Less than the folklore says. The STA is explicit that moderators must “not dictate what schools’ evidence should look like”, that local authorities “should not expect portfolios or checklists of evidence”, and that “teachers should avoid excessive evidence gathering”. The evidence is the day-to-day work already in pupils' books. Preparation, properly understood, is three habits: teach a genuinely broad writing curriculum, protect the independence of the pieces you intend to count, and know your books well enough to talk a stranger through any judgement.
This guide covers the practical side. For how the process itself works — who is selected, the sample sizes, what happens on the day — start with the complete guide to KS2 writing moderation; for the statements themselves, see the teacher assessment framework, explained.
How should you collect evidence across the year?
By planning the writing, not the paperwork. If the year's curriculum genuinely covers a range of purposes, audiences and forms, the evidence accumulates on its own. What needs deliberate attention:
- Plan for range early. The framework's first statement at every standard is about range of purpose. Map the year so that narrative, persuasion, explanation, formal and informal writing all appear before May — a spring-term gap is recoverable, a June one is not.
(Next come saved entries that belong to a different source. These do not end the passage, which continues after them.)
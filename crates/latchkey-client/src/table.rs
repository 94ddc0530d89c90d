//! Client lock table
//!
//! Per-node lock state, sharded by lock id so that unrelated locks never
//! contend. Every mutation of a [`ClientLock`] happens under its shard mutex;
//! the protocol messages a mutation produces are collected in an [`Outbox`]
//! and handed to the network before the shard is released, which keeps the
//! per-lock message order identical to the order of state changes.

use std::collections::{HashMap, VecDeque};
use std::fmt::{Display, Formatter};

use latchkey_api::{ClientMessage, UnlockEntry};
use latchkey_common::{
    Epoch, GreedyLease, LatchkeyError, LockId, LockLevel, NodeId, RejectReason, Result, ThreadId,
};
use parking_lot::{Mutex, MutexGuard};
use tokio::sync::watch;
use tokio::time::Instant;
use tracing::{debug, info, warn};

/// Client-side lifecycle of a single lock.
#[derive(Debug, Clone, Copy, PartialEq, Eq)]
pub enum ClientLockState {
    Unheld,
    /// A request is outstanding and no local thread holds the lock
    Pending,
    Held,
    /// The node holds a greedy lease
    Greedy,
    /// The greedy lease is being drained for the server
    Recalled,
}

impl ClientLockState {
    pub fn as_str(self) -> &'static str {
        match self {
            ClientLockState::Unheld => "UNHELD",
            ClientLockState::Pending => "PENDING",
            ClientLockState::Held => "HELD",
            ClientLockState::Greedy => "GREEDY",
            ClientLockState::Recalled => "RECALLED",
        }
    }
}

impl Display for ClientLockState {
    fn fmt(&self, f: &mut Formatter<'_>) -> std::fmt::Result {
        write!(f, "{}", self.as_str())
    }
}

/// A thread's reentrant hold at one level.
#[derive(Debug, Clone, Copy, PartialEq, Eq)]
pub struct LockHold {
    pub level: LockLevel,
    pub count: u32,
}

/// What the server knows about a thread's holds.
#[derive(Debug, Clone, Copy, PartialEq, Eq)]
enum Backing {
    /// The server records this thread as a holder at the given level
    Remote(LockLevel),
    /// Served by the node's greedy lease; the server has no per-thread record
    Lease,
}

#[derive(Debug)]
struct ThreadHolds {
    holds: Vec<LockHold>,
    backing: Backing,
}

impl ThreadHolds {
    fn new(holds: Vec<LockHold>, backing: Backing) -> Self {
        Self { holds, backing }
    }

    fn count(&self, level: LockLevel) -> u32 {
        self.holds
            .iter()
            .find(|h| h.level == level)
            .map_or(0, |h| h.count)
    }

    fn total(&self) -> u32 {
        self.holds.iter().map(|h| h.count).sum()
    }

    fn has_write(&self) -> bool {
        self.holds.iter().any(|h| h.level.is_write())
    }

    fn strongest(&self) -> LockLevel {
        if self.has_write() {
            LockLevel::Write
        } else {
            LockLevel::Read
        }
    }

    fn conflicts_with(&self, level: LockLevel) -> bool {
        self.holds.iter().any(|h| h.level.conflicts_with(level))
    }

    fn add(&mut self, level: LockLevel) {
        match self.holds.iter_mut().find(|h| h.level == level) {
            Some(hold) => hold.count += 1,
            None => self.holds.push(LockHold { level, count: 1 }),
        }
    }

    fn merge(&mut self, holds: Vec<LockHold>) {
        for hold in holds {
            match self.holds.iter_mut().find(|h| h.level == hold.level) {
                Some(existing) => existing.count += hold.count,
                None => self.holds.push(hold),
            }
        }
    }

    /// Drop one hold at `level`; false when none is held.
    fn remove_one(&mut self, level: LockLevel) -> bool {
        let Some(pos) = self.holds.iter().position(|h| h.level == level) else {
            return false;
        };
        self.holds[pos].count -= 1;
        if self.holds[pos].count == 0 {
            self.holds.remove(pos);
        }
        true
    }
}

#[derive(Debug, Clone, Copy, PartialEq, Eq)]
enum RequestStatus {
    /// Waiting on local arbitration, not sent to the server
    Local,
    Sent,
    Awarded,
    Rejected(RejectReason),
}

#[derive(Debug)]
enum RequestKind {
    Acquire,
    /// A woken waiter re-acquiring WRITE; restores the saved holds
    Reacquire(Vec<LockHold>),
    /// Re-announces an existing hold to the server after resync
    Reannounce,
}
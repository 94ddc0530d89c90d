//! Latchkey Server - distributed lock server
//!
//! This crate provides:
//! - The per-lock arbitration state machine (FIFO with read batching,
//!   greedy leases, recall with a liveness window, cluster-wide wait sets)
//! - The server lock manager that runs locks independently of each other
//! - Node sessions and the TCP transport
//! - Configuration, logging and shutdown helpers for the server binary

pub mod config;
pub mod error;
pub mod lock;
pub mod metrics;
pub mod session;
pub mod startup;
pub mod transport;

pub use config::{Configuration, ServerConfig};
pub use error::{Result, ServerError};
pub use lock::{GreedyPolicy, LockSnapshot, ServerLockManager};
pub use session::SessionRegistry;
pub use transport::LockServer;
- Count cross-curricular writing in. The framework expects evidence to include writing from subjects other than English. Keep topic books to the same standard of independence and they double your evidence base for free.
- Let books show the process. Planning, drafting and pupil-led editing in the book is evidence of independence, not mess. A collection of suspiciously clean final pieces invites harder questions than one with visible working.
- Note the context as you go. A one-line record of how supported each assessed piece was — modelled, scaffolded, fully independent, AI feedback given — takes seconds in the moment and is exactly what the professional discussion runs on a year later.
- Moderate internally before it's statutory. The STA strongly encourages internal and inter-school moderation. A staff-meeting hour comparing borderline collections against the STA exemplification collections in the autumn is worth three in June.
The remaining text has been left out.